In reality, the iPhone 4S actually carries a gross margin near 70%.

Last Friday, Zabitsky told CNBC that he specializes in "ecosystem research," and believes we're in the midst of a "tremendous inflection point." He talked extensively about Web apps again, and how Windows 8 and Facebook bank on them.

Desperate measures
In case you haven't caught it yet, his main thesis nowadays is that open-Web apps will disrupt Apple's closed ecosystem, thus the end is (again) nigh.

His previous thesis was based on competition and carrier tensions, which had sound reasoning but just didn't pan out. Now his stance is disconnected from Apple's actual business in what I view as a move of desperation.

Relating Apple's success to apps and content services like Netflix is meaningless. Netflix is purely a content-service provider, while Apple makes its dollars on hardware. Apps are a nice selling point for iDevices and the 30% cut Cupertino garners, but ultimately even if Zabitsky is 100% correct (which he's probably not) that mobile users will migrate to Web apps and cut out the iOS App Store, that doesn't change the need for Apple's hardware as the portal to said Web apps.

Can you spare some change?
Think of it this way. Apple just disclosed that it's paid out a cumulative total of $4 billion to app developers since the App Store opened its digital doors in 2008. Developers keep 70%, while Apple takes the rest, which implies that Apple has brought in about $1.7 billion revenue from app sales in less than four years.

That's an average of $425 million per year to Apple, although app sales have accelerated in recent years, with $700 million of the developer payout -- 17.5% of the total -- in the December quarter alone. That's chump change to a company as stupid rich as Apple.

iPhone and iPad hardware sales alone over the past four quarters has totaled $85.9 billion. Do you think Cupertino would even notice a missing $425 million per year?

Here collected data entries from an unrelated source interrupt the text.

use serde::{Deserialize, Serialize};
use serde_json::Value;

#[derive(Clone, Debug)]
pub struct CLIConfig {
    pub base_url: String,
    pub debug: bool,
    pub history_limit: usize,
}

#[derive(Debug, Serialize)]
pub struct ChatRequest {
    pub message: String,
}

#[derive(Debug, Default, Serialize)]
pub struct ConfigRequest {
    pub endpoint: Option<String>,
    pub api_key: Option<String>,
}

#[derive(Debug, Deserialize)]
pub struct ConfigResponse {
    pub endpoint: String,
    pub has_api_key: bool,
}

#[derive(Debug, Deserialize)]
pub struct TurnView {
    pub role: String,
    pub content: String,
    #[serde(default)]
    pub snippet: Option<String>,
    #[serde(default)]
    pub result: Option<Value>,
    #[serde(default)]
    pub ready: bool,
    pub created_at: String,
}

#[derive(Debug, Deserialize)]
pub struct SessionReply {
    pub turns: Vec<TurnView>,
    pub state: Value,
    pub pending_param: Option<String>,
}

#[derive(Debug, Deserialize)]
pub struct HistoryReply {
    pub turns: Vec<TurnView>,
    pub state: Value,
}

You could probably scrounge that up digging for change in iCouch cushions at Apple headquarters, assuming the couch isn't made out of cash itself (or anodized aluminum, stainless steel, and aluminosilicate glass, which would likely lead to the dreaded Couchgate scandal).

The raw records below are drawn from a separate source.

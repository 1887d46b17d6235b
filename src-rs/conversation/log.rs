use std::sync::atomic::{AtomicUsize, Ordering};

use chrono::Utc;

use super::types::{Role, Turn};
use crate::result::ExecutionResult;

static COUNTER: AtomicUsize = AtomicUsize::new(1);

/// Visible turn history. Turns are never edited; at most one ready turn is live.
#[derive(Debug, Default)]
pub struct Conversation {
    turns: Vec<Turn>,
}

impl Conversation {
    pub fn new() -> Self {
        Self::default()
    }

    pub fn user(content: &str) -> Turn {
        new_turn(Role::User, content)
    }

    pub fn assistant(content: &str) -> Turn {
        new_turn(Role::Assistant, content)
    }

    pub fn assistant_with(
        content: &str,
        snippet: Option<String>,
        result: Option<ExecutionResult>,
        ready: bool,
    ) -> Turn {
        let mut turn = new_turn(Role::Assistant, content);
        turn.snippet = snippet;
        turn.result = result;
        turn.ready = ready;
        turn
    }

    /// Appends `turn`; a new ready turn supersedes the previous one.
    pub fn push(&mut self, turn: Turn) -> Turn {
        if turn.ready {
            self.prune_ready();
        }
        self.turns.push(turn.clone());
        turn
    }

    /// Removes pending-confirmation turns and returns how many were dropped.
    pub fn prune_ready(&mut self) -> usize {
        let before = self.turns.len();
        self.turns.retain(|turn| !turn.ready);
        before - self.turns.len()
    }

    pub fn pending(&self) -> Option<&Turn> {
        self.turns.iter().rev().find(|turn| turn.ready)
    }

    /// The most recent `limit` turns, oldest first.
    pub fn list(&self, limit: usize) -> Vec<Turn> {
        let start = self.turns.len().saturating_sub(limit);
        self.turns[start..].to_vec()
    }

    pub fn len(&self) -> usize {
        self.turns.len()
    }

    pub fn is_empty(&self) -> bool {
        self.turns.is_empty()
    }

    pub fn clear(&mut self) {
        self.turns.clear();
    }
}

fn new_turn(role: Role, content: &str) -> Turn {
    Turn {
        id: next_id(),
        role,
        content: content.to_string(),
        snippet: None,
        result: None,
        ready: false,
        created_at: Utc::now(),
    }
}

fn next_id() -> String {
    let count = COUNTER.fetch_add(1, Ordering::SeqCst);
    format!("turn_{}_{}", Utc::now().timestamp_millis(), count)
}

#[cfg(test)]
mod tests {
    use super::*;

    fn ready(content: &str) -> Turn {
        Conversation::assistant_with(content, Some("{}".to_string()), None, true)
    }

    #[test]
    fn new_ready_turn_supersedes_old_one() {
        let mut log = Conversation::new();
        log.push(Conversation::user("create a db"));
        log.push(ready("first"));
        log.push(Conversation::user("use another name"));
        log.push(ready("second"));
        let turns = log.list(10);
        assert_eq!(turns.len(), 3);
        assert_eq!(turns.iter().filter(|t| t.ready).count(), 1);
        assert_eq!(log.pending().map(|t| t.content.as_str()), Some("second"));
    }

    #[test]
    fn list_returns_latest_turns_in_order() {
        let mut log = Conversation::new();
        for idx in 0..5 {
            log.push(Conversation::user(&idx.to_string()));
        }
        let contents: Vec<String> = log.list(2).into_iter().map(|t| t.content).collect();
        assert_eq!(contents, vec!["3", "4"]);
        assert_eq!(log.list(100).len(), 5);
    }

    #[test]
    fn ids_are_unique() {
        let a = Conversation::user("a");
        let b = Conversation::user("b");
        assert_ne!(a.id, b.id);
        assert!(a.id.starts_with("turn_"));
    }

    #[test]
    fn prune_reports_removed_turns() {
        let mut log = Conversation::new();
        log.push(ready("pending"));
        assert_eq!(log.prune_ready(), 1);
        assert!(log.pending().is_none());
        assert!(log.is_empty());
    }
}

That sum is effectively a rounding error, since the company's results are measured in the tens of billions.

Timber?
Zabitsky's $270 price target represents a 50% drop from Friday's $545 close. Apple's market cap just topped half a trillion dollars, and his target would bring that figure down to about $250 billion -- less than Microsoft's current $263 billion. That would mean that Apple's current cash alone of $97.6 billion would be almost 40% of its market cap. And you thought Apple was cheap now, at 15 times earnings? At $270 and backing out cash, shares would be valued at 4.6 times trailing earnings.

At the end of the last article, I put together what CAPS scores Zabitsky would be sporting with his calls, so let's finish off the list. In addition to the (285), (139), and (108) from last time, his bearish calls at $397, $447, and $498 would earn him scores of (18), (19), and (8), respectively, through last Friday.

Sorry, Zabitsky. You're still dead wrong.